You forgot to enable optimization with `gfortran`. Use `gfortran -O3 -march=native`. (For gcc, `-ftree-vectorize` is only enabled at `-O3`, not `-O2`. And the default is `-O0`, i.e. compile fast and make terribly slow code that gives consistent debugging.) — Peter Cordes, Jul 02 '18 at 11:54
And BTW, everyone please vote to make the [tag:xmm] tag a synonym of [tag:sse]. https://stackoverflow.com/tags/sse/synonyms. — Peter Cordes, Jul 02 '18 at 11:58
Hi Peter, thanks for reply, but I tried that and that also fails. Infact when I use -O3 it throws away any reference to both XMM and YMM in the assembly. — Morph, Jul 02 '18 at 11:59
So write a function that doesn't optimize away completely! Or use inline asm with a `"memory"` clobber to stop the optimizer, if that's possible in GNU fortran. See [How to remove "noise" from GCC/clang assembly output?](https://stackoverflow.com/q/38552116) for tips on writing useful functions for looking at compiler asm output. — Peter Cordes, Jul 02 '18 at 12:01

Peter Cordes · Accepted Answer · 2018-07-02T22:09:00.353

You forgot to enable optimization with gfortran. Use gfortran -O3 -march=native.

For that to not optimize away entirely, write a function (subroutine) that produces a result that code outside that subroutine can see. e.g. take x as an argument and store it. The compiler will have to emit asm that works for any caller, including one that cares about the contents of the array after calling the subroutine on it.

For gcc, -ftree-vectorize is only enabled at -O3, not -O2.

The gcc default is -O0, i.e. compile fast and make terribly slow code that gives consistent debugging.

gcc will never auto-vectorize at -O0. You must use -O3 or -O2 -ftree-vectorize.

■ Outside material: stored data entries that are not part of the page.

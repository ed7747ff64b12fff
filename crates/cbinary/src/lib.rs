// SPDX-License-Identifier: Apache-2.0 OR MIT
// Copyright (c) 2025-2026 naskel.com

//! # cbinary - virtual C types over byte buffers
//!
//! Describe C scalars, arrays, structs and unions at runtime, parameterised by
//! byte order, architecture and OS, and read or write them directly against
//! byte buffers. No C compiler and no header parsing involved.
//!
//! ## Quick Start
//!
//! ```rust
//! use cbinary::ctypes::StructBuilder;
//! use cbinary::memory::{Memory, StructView};
//! use cbinary::Value;
//!
//! let layout = StructBuilder::new("Counted")
//!     .member("count", "uint8")
//!     .member("values", ("uint16_le", 3))
//!     .padding(false)
//!     .build()?;
//!
//! let view = StructView::new(&layout)?;
//! view.set("count", 2u8)?;
//! view.set("values", [1u16, 2, 3])?;
//! assert_eq!(view.to_bytes(), b"\x02\x01\x00\x02\x00\x03\x00");
//!
//! let values = view.get("values")?;
//! assert_eq!(values.as_array().unwrap().value(1)?, Value::UInt(2));
//! # Ok::<(), cbinary::Error>(())
//! ```
//!
//! ## Layers
//!
//! ```text
//! +---------------------------------------------------------------+
//! |  memory   Buffer | ArrayView | StructView | UnionView | ...    |
//! +---------------------------------------------------------------+
//! |  ctypes   TypeSystem -> Signature -> Type (pack / unpack)      |
//! |           TypeTable per Platform (endian, arch, os)           |
//! +---------------------------------------------------------------+
//! |  memory   ByteSlice over a shared Store                       |
//! +---------------------------------------------------------------+
//! ```
//!
//! ## Layout policy
//!
//! With padding (the default) every member starts at the previous member's
//! end rounded up to its own alignment, or to the struct-wide alignment when
//! one is set, and the struct size is rounded up to the struct alignment.
//! Without padding members are packed back to back and the size is not
//! rounded. Either way the alignment is the override, else the largest
//! member alignment. Unions place every member at offset 0 and are as large
//! as their largest member.
//!
//! ## Features
//!
//! - `schema-loaders` (default): load struct schemas from YAML documents.

pub mod config;
pub mod ctypes;
pub mod error;
pub mod memory;
pub mod value;

pub use config::PlatformConfig;
#[cfg(feature = "schema-loaders")]
pub use config::SchemaRegistry;
pub use ctypes::{Arch, Endian, Os, Platform, Signature, StructBuilder, StructType, Type, TypeSystem};
pub use error::{Error, Result};
pub use memory::{
    ArrayView, Buffer, ByteSlice, CString, Element, Memory, Stack, StructView, UnionView,
};
pub use value::Value;
//! Edgeflow - Function-pipeline runtime for IoT telemetry
//!
//! # Usage
//!
//! ```bash
//! edgeflow --config configs/edgeflow.toml
//! edgeflow --config configs/edgeflow.toml --log-level debug
//! ```

mod cmd;
mod logging;
mod pipeline_builder;

use std::path::PathBuf;

use anyhow::{Context, Result};
use clap::Parser;
use edgeflow_config::{Config, LogLevel};

/// Edgeflow - Function-pipeline runtime for IoT telemetry
#[derive(Parser, Debug)]
#[command(name = "edgeflow")]
#[command(version, about, long_about = None)]
struct Cli {
    /// Path to configuration file
    #[arg(short, long)]
    config: PathBuf,

    /// Log level (trace, debug, info, warn, error). Overrides config file.
    #[arg(short, long)]
    log_level: Option<LogLevel>,
}

#[tokio::main]
async fn main() -> Result<()> {
    let cli = Cli::parse();

    let mut config = Config::from_file(&cli.config)
        .with_context(|| format!("failed to load configuration from {}", cli.config.display()))?;
    if let Some(level) = cli.log_level {
        config.log.level = level;
    }

    logging::init(&config.log)?;

    tracing::info!(
        version = env!("CARGO_PKG_VERSION"),
        platform = std::env::consts::OS,
        arch = std::env::consts::ARCH,
        config = %cli.config.display(),
        "edgeflow starting"
    );

    if let Err(e) = cmd::serve::run(config, cmd::serve::wait_for_shutdown()).await {
        tracing::error!(error = %e, "service error");
        return Err(e);
    }

    tracing::info!("edgeflow shutdown complete");
    Ok(())
}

The ifort default apparently includes optimization, unlike gcc. You should not expect ifort -S and gcc -S output to be remotely similar if you don't use -O3 for gcc.

when I use -O3 it throws away any reference to both XMM and YMM in the assembly.

It's a good thing when compilers optimize away useless work.

Write a function that takes an array input arg and writes an output arg, and look at asm for that function. Or a function that operates on two global arrays. Not a whole program, because compilers have whole-program optimization.

Anyway, see How to remove "noise" from GCC/clang assembly output? for tips on writing useful functions for looking at compiler asm output. That's a C Q&A but all the advice applies to Fortran as well: write functions that take args and return a result or have a side effect that can't optimize away.

http://godbolt.org/ doesn't have Fortran, and it looks like -xfortran doesn't work to make g++ compile as fortran. (-xc works to compile as C instead of C++ on Godbolt, though.) Otherwise I'd recommend that tool for looking at compiler output.

I made a C version of your loop to see what gcc does for presumably similar input to its optimizer. (I don't have gfortran 8.1 installed, and I barely know Fortran. I'm here for the AVX and optimization tags, but gfortran uses the same backend as gcc which I am very familiar with.)

void store_i5(double *x) {
    for(int i=0 ; i<512; i++) {
        x[i] = 5.0 + i;
    }
}

With i<8 as the loop condition, gcc -O3 -march=haswell and clang sensibly optimize the function to just copy 8 doubles from static constants, with vmovupd. Increasing the array size, gcc fully unrolls a copy for surprisingly large sizes, up to 143 doubles. But for 144 or more, it makes a loop that actually calculates. There's probably a tuning parameter somewhere to control this heuristic. BTW, clang fully unrolls a copy even for 256 doubles, with -O3 -march=haswell. But 512 is large enough that both gcc and clang make loops that calculate.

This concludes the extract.